> What you are asked to do
In the listing below, find every line containing "Some" and copy it out.

> Records
..........
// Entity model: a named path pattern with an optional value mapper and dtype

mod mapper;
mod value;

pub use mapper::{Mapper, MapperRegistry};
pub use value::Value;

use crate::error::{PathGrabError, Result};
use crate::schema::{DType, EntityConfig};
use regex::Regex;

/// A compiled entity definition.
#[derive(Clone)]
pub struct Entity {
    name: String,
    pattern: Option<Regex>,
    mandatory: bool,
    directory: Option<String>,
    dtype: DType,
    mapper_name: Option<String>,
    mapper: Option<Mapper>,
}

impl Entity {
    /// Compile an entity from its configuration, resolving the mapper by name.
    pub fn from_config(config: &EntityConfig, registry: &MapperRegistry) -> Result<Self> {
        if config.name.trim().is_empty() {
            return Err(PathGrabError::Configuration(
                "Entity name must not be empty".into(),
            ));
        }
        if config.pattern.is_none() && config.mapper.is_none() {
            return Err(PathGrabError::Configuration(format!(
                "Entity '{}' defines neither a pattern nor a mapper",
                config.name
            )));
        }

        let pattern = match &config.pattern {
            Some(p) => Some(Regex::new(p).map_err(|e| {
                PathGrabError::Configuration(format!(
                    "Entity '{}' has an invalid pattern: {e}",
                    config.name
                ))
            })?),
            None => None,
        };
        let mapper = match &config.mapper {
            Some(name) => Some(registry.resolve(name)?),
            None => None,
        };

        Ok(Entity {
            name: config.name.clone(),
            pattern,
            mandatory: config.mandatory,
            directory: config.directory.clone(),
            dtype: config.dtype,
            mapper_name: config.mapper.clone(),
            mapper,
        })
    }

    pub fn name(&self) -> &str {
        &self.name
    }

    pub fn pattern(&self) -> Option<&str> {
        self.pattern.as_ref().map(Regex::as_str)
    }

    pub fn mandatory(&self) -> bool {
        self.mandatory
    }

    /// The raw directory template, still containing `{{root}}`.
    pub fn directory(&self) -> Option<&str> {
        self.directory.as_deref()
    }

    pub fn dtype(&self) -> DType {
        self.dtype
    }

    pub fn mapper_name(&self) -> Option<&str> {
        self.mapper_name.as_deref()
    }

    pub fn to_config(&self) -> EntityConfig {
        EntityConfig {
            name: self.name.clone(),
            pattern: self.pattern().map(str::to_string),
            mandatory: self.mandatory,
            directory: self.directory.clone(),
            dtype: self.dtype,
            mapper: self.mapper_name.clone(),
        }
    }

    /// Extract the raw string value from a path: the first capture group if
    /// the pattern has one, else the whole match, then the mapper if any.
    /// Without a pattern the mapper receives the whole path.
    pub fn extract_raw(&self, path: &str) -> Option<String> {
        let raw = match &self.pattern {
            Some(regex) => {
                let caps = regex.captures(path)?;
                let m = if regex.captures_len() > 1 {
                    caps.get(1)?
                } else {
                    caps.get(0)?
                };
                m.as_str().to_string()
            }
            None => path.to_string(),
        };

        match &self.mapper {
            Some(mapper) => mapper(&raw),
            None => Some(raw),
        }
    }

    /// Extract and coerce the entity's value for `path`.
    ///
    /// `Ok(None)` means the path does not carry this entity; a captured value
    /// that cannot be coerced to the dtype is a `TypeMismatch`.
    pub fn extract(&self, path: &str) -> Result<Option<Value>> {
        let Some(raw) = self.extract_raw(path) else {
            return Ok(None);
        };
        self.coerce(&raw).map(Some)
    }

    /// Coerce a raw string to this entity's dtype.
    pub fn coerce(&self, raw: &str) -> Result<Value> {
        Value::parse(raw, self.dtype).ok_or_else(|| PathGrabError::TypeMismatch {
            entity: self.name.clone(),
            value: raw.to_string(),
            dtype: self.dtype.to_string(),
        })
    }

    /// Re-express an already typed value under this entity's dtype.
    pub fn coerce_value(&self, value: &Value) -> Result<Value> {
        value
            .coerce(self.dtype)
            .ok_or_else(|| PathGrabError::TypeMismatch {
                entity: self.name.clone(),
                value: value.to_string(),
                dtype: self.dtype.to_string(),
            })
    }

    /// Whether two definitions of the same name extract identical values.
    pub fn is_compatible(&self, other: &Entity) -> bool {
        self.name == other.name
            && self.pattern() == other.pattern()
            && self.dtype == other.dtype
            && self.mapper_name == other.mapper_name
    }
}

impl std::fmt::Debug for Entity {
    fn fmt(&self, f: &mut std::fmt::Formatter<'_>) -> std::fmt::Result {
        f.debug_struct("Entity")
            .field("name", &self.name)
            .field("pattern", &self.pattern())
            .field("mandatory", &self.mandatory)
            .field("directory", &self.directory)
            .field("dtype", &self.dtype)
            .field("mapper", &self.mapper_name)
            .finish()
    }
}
..........
> Written solution
            Some(p) => Some(Regex::new(p).map_err(|e| {
            Some(name) => Some(registry.resolve(name)?),
            Some(regex) => {
            Some(mapper) => mapper(&raw),
            None => Some(raw),
        let Some(raw) = self.extract_raw(path) else {
        self.coerce(&raw).map(Some)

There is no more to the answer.